━━━ Given records

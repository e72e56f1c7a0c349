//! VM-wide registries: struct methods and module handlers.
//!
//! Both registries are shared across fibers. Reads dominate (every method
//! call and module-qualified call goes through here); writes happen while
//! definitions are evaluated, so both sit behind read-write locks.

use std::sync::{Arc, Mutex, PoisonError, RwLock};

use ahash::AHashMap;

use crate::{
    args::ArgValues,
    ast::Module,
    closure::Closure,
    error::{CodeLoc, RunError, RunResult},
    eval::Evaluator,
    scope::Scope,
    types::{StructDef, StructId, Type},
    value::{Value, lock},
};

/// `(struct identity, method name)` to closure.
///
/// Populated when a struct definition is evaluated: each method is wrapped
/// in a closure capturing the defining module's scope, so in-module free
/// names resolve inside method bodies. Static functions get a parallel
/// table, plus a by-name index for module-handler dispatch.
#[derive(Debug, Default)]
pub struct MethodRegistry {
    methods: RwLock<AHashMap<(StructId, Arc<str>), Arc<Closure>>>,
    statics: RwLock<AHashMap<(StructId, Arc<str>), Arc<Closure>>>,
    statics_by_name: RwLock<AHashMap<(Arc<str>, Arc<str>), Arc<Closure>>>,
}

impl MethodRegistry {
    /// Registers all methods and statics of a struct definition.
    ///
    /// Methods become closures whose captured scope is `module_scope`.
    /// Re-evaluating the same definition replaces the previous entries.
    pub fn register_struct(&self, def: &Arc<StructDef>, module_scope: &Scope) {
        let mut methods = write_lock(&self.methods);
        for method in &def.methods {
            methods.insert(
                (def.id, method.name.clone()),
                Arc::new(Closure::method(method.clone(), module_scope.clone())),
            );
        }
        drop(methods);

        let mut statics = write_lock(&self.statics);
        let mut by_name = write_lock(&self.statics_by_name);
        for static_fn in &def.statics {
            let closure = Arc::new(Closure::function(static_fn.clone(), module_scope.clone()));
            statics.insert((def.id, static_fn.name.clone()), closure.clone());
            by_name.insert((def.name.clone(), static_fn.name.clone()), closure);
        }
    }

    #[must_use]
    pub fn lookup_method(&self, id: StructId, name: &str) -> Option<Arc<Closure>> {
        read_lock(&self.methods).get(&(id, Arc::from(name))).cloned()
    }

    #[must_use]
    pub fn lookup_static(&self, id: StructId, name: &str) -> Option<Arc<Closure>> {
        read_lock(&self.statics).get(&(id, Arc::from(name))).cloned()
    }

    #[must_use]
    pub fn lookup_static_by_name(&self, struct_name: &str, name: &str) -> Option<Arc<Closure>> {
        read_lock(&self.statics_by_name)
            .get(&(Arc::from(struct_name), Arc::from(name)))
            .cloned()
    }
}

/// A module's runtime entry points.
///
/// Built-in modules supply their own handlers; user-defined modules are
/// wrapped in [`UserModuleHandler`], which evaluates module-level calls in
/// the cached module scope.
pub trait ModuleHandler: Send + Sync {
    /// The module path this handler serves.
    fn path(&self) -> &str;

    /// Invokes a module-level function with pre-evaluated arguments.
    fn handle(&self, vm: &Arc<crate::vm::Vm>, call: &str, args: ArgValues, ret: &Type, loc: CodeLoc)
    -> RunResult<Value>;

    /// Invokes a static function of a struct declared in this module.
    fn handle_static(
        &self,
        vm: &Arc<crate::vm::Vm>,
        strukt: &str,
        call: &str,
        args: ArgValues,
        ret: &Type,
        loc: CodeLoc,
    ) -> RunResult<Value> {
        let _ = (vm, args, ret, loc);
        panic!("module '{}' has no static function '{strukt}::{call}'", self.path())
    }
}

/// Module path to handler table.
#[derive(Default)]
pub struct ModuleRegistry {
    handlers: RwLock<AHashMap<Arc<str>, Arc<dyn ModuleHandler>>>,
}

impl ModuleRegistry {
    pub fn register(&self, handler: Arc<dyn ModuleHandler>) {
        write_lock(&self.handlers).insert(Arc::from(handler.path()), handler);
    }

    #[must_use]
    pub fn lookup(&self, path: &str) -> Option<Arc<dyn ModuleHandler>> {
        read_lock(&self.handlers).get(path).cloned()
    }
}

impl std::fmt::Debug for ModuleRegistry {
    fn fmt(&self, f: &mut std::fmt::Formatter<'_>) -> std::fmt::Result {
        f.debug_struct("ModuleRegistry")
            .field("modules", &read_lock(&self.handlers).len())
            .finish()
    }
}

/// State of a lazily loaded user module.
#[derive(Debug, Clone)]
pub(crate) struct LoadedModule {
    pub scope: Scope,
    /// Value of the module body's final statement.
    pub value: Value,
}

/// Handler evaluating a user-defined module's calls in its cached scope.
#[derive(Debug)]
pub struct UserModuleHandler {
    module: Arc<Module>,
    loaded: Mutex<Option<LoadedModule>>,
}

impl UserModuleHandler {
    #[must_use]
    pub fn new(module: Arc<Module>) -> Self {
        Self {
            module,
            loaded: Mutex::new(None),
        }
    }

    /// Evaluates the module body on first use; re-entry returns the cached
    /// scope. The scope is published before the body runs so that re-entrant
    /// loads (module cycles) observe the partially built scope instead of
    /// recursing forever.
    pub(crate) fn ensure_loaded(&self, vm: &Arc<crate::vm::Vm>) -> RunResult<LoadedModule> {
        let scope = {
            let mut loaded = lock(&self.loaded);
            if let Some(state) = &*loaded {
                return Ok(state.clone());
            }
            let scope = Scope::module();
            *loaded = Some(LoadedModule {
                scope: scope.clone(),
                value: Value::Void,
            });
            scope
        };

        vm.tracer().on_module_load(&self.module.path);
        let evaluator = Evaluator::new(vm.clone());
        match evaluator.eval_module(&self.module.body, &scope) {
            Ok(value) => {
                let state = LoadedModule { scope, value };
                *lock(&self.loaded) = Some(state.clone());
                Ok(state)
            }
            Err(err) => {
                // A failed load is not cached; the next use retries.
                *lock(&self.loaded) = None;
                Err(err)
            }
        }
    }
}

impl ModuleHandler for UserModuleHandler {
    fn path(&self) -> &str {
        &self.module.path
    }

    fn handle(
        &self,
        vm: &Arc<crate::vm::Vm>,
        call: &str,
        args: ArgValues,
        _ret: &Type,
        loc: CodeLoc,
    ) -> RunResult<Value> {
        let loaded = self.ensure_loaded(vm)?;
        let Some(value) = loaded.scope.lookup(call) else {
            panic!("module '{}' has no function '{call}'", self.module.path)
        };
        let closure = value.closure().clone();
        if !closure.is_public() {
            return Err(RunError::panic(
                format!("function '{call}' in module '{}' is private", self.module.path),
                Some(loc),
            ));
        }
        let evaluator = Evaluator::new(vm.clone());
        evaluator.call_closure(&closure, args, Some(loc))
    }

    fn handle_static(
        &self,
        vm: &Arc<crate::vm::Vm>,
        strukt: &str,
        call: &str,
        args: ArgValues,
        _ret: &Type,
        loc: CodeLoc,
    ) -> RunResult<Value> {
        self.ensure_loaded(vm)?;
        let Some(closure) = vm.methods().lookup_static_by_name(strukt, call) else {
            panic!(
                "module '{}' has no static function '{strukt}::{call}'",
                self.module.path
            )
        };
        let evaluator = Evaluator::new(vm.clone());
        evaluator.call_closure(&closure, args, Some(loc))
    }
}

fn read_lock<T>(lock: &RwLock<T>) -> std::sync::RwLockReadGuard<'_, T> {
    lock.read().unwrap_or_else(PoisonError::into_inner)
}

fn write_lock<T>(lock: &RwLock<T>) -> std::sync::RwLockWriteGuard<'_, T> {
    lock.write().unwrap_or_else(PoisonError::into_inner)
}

━━━━━━

What you should do → Every entry must appear in the answer, reproduced exactly.

Answer box →
repository e72e56f1c7a0c349
//! VM-wide registries: struct methods and module handlers.
//!
//! Both registries are shared across fibers. Reads dominate (every method
//! call and module-qualified call goes through here); writes happen while
//! definitions are evaluated, so both sit behind read-write locks.

use std::sync::{Arc, Mutex, PoisonError, RwLock};

use ahash::AHashMap;

use crate::{
    args::ArgValues,
    ast::Module,
    closure::Closure,
    error::{CodeLoc, RunError, RunResult},
    eval::Evaluator,
    scope::Scope,
    types::{StructDef, StructId, Type},
    value::{Value, lock},
};

/// `(struct identity, method name)` to closure.
///
/// Populated when a struct definition is evaluated: each method is wrapped
/// in a closure capturing the defining module's scope, so in-module free
/// names resolve inside method bodies. Static functions get a parallel
/// table, plus a by-name index for module-handler dispatch.
#[derive(Debug, Default)]
pub struct MethodRegistry {
    methods: RwLock<AHashMap<(StructId, Arc<str>), Arc<Closure>>>,
    statics: RwLock<AHashMap<(StructId, Arc<str>), Arc<Closure>>>,
    statics_by_name: RwLock<AHashMap<(Arc<str>, Arc<str>), Arc<Closure>>>,
}

impl MethodRegistry {
    /// Registers all methods and statics of a struct definition.
    ///
    /// Methods become closures whose captured scope is `module_scope`.
    /// Re-evaluating the same definition replaces the previous entries.
    pub fn register_struct(&self, def: &Arc<StructDef>, module_scope: &Scope) {
        let mut methods = write_lock(&self.methods);
        for method in &def.methods {
            methods.insert(
                (def.id, method.name.clone()),
                Arc::new(Closure::method(method.clone(), module_scope.clone())),
            );
        }
        drop(methods);

        let mut statics = write_lock(&self.statics);
        let mut by_name = write_lock(&self.statics_by_name);
        for static_fn in &def.statics {
            let closure = Arc::new(Closure::function(static_fn.clone(), module_scope.clone()));
            statics.insert((def.id, static_fn.name.clone()), closure.clone());
            by_name.insert((def.name.clone(), static_fn.name.clone()), closure);
        }
    }

    #[must_use]
    pub fn lookup_method(&self, id: StructId, name: &str) -> Option<Arc<Closure>> {
        read_lock(&self.methods).get(&(id, Arc::from(name))).cloned()
    }

    #[must_use]
    pub fn lookup_static(&self, id: StructId, name: &str) -> Option<Arc<Closure>> {
        read_lock(&self.statics).get(&(id, Arc::from(name))).cloned()
    }

    #[must_use]
    pub fn lookup_static_by_name(&self, struct_name: &str, name: &str) -> Option<Arc<Closure>> {
        read_lock(&self.statics_by_name)
            .get(&(Arc::from(struct_name), Arc::from(name)))
            .cloned()
    }
}

/// A module's runtime entry points.
///
/// Built-in modules supply their own handlers; user-defined modules are
/// wrapped in [`UserModuleHandler`], which evaluates module-level calls in
/// the cached module scope.
pub trait ModuleHandler: Send + Sync {
    /// The module path this handler serves.
    fn path(&self) -> &str;

    /// Invokes a module-level function with pre-evaluated arguments.
    fn handle(&self, vm: &Arc<crate::vm::Vm>, call: &str, args: ArgValues, ret: &Type, loc: CodeLoc)
    -> RunResult<Value>;

    /// Invokes a static function of a struct declared in this module.
    fn handle_static(
        &self,
        vm: &Arc<crate::vm::Vm>,
        strukt: &str,
        call: &str,
        args: ArgValues,
        ret: &Type,
        loc: CodeLoc,
    ) -> RunResult<Value> {
        let _ = (vm, args, ret, loc);
        panic!("module '{}' has no static function '{strukt}::{call}'", self.path())
    }
}

/// Module path to handler table.
#[derive(Default)]
pub struct ModuleRegistry {
    handlers: RwLock<AHashMap<Arc<str>, Arc<dyn ModuleHandler>>>,
}

impl ModuleRegistry {
    pub fn register(&self, handler: Arc<dyn ModuleHandler>) {
        write_lock(&self.handlers).insert(Arc::from(handler.path()), handler);
    }

    #[must_use]
    pub fn lookup(&self, path: &str) -> Option<Arc<dyn ModuleHandler>> {
        read_lock(&self.handlers).get(path).cloned()
    }
}

impl std::fmt::Debug for ModuleRegistry {
    fn fmt(&self, f: &mut std::fmt::Formatter<'_>) -> std::fmt::Result {
        f.debug_struct("ModuleRegistry")
            .field("modules", &read_lock(&self.handlers).len())
            .finish()
    }
}

/// State of a lazily loaded user module.
#[derive(Debug, Clone)]
pub(crate) struct LoadedModule {
    pub scope: Scope,
    /// Value of the module body's final statement.
    pub value: Value,
}

/// Handler evaluating a user-defined module's calls in its cached scope.
#[derive(Debug)]
pub struct UserModuleHandler {
    module: Arc<Module>,
    loaded: Mutex<Option<LoadedModule>>,
}

impl UserModuleHandler {
    #[must_use]
    pub fn new(module: Arc<Module>) -> Self {
        Self {
            module,
            loaded: Mutex::new(None),
        }
    }

    /// Evaluates the module body on first use; re-entry returns the cached
    /// scope. The scope is published before the body runs so that re-entrant
    /// loads (module cycles) observe the partially built scope instead of
    /// recursing forever.
    pub(crate) fn ensure_loaded(&self, vm: &Arc<crate::vm::Vm>) -> RunResult<LoadedModule> {
        let scope = {
            let mut loaded = lock(&self.loaded);
            if let Some(state) = &*loaded {
                return Ok(state.clone());
            }
            let scope = Scope::module();
            *loaded = Some(LoadedModule {
                scope: scope.clone(),
                value: Value::Void,
            });
            scope
        };

        vm.tracer().on_module_load(&self.module.path);
        let evaluator = Evaluator::new(vm.clone());
        match evaluator.eval_module(&self.module.body, &scope) {
            Ok(value) => {
                let state = LoadedModule { scope, value };
                *lock(&self.loaded) = Some(state.clone());
                Ok(state)
            }
            Err(err) => {
                // A failed load is not cached; the next use retries.
                *lock(&self.loaded) = None;
                Err(err)
            }
        }
    }
}

impl ModuleHandler for UserModuleHandler {
    fn path(&self) -> &str {
        &self.module.path
    }

    fn handle(
        &self,
        vm: &Arc<crate::vm::Vm>,
        call: &str,
        args: ArgValues,
        _ret: &Type,
        loc: CodeLoc,
    ) -> RunResult<Value> {
        let loaded = self.ensure_loaded(vm)?;
        let Some(value) = loaded.scope.lookup(call) else {
            panic!("module '{}' has no function '{call}'", self.module.path)
        };
        let closure = value.closure().clone();
        if !closure.is_public() {
            return Err(RunError::panic(
                format!("function '{call}' in module '{}' is private", self.module.path),
                Some(loc),
            ));
        }
        let evaluator = Evaluator::new(vm.clone());
        evaluator.call_closure(&closure, args, Some(loc))
    }

    fn handle_static(
        &self,
        vm: &Arc<crate::vm::Vm>,
        strukt: &str,
        call: &str,
        args: ArgValues,
        _ret: &Type,
        loc: CodeLoc,
    ) -> RunResult<Value> {
        self.ensure_loaded(vm)?;
        let Some(closure) = vm.methods().lookup_static_by_name(strukt, call) else {
            panic!(
                "module '{}' has no static function '{strukt}::{call}'",
                self.module.path
            )
        };
        let evaluator = Evaluator::new(vm.clone());
        evaluator.call_closure(&closure, args, Some(loc))
    }
}

fn read_lock<T>(lock: &RwLock<T>) -> std::sync::RwLockReadGuard<'_, T> {
    lock.read().unwrap_or_else(PoisonError::into_inner)
}

fn write_lock<T>(lock: &RwLock<T>) -> std::sync::RwLockWriteGuard<'_, T> {
    lock.write().unwrap_or_else(PoisonError::into_inner)
}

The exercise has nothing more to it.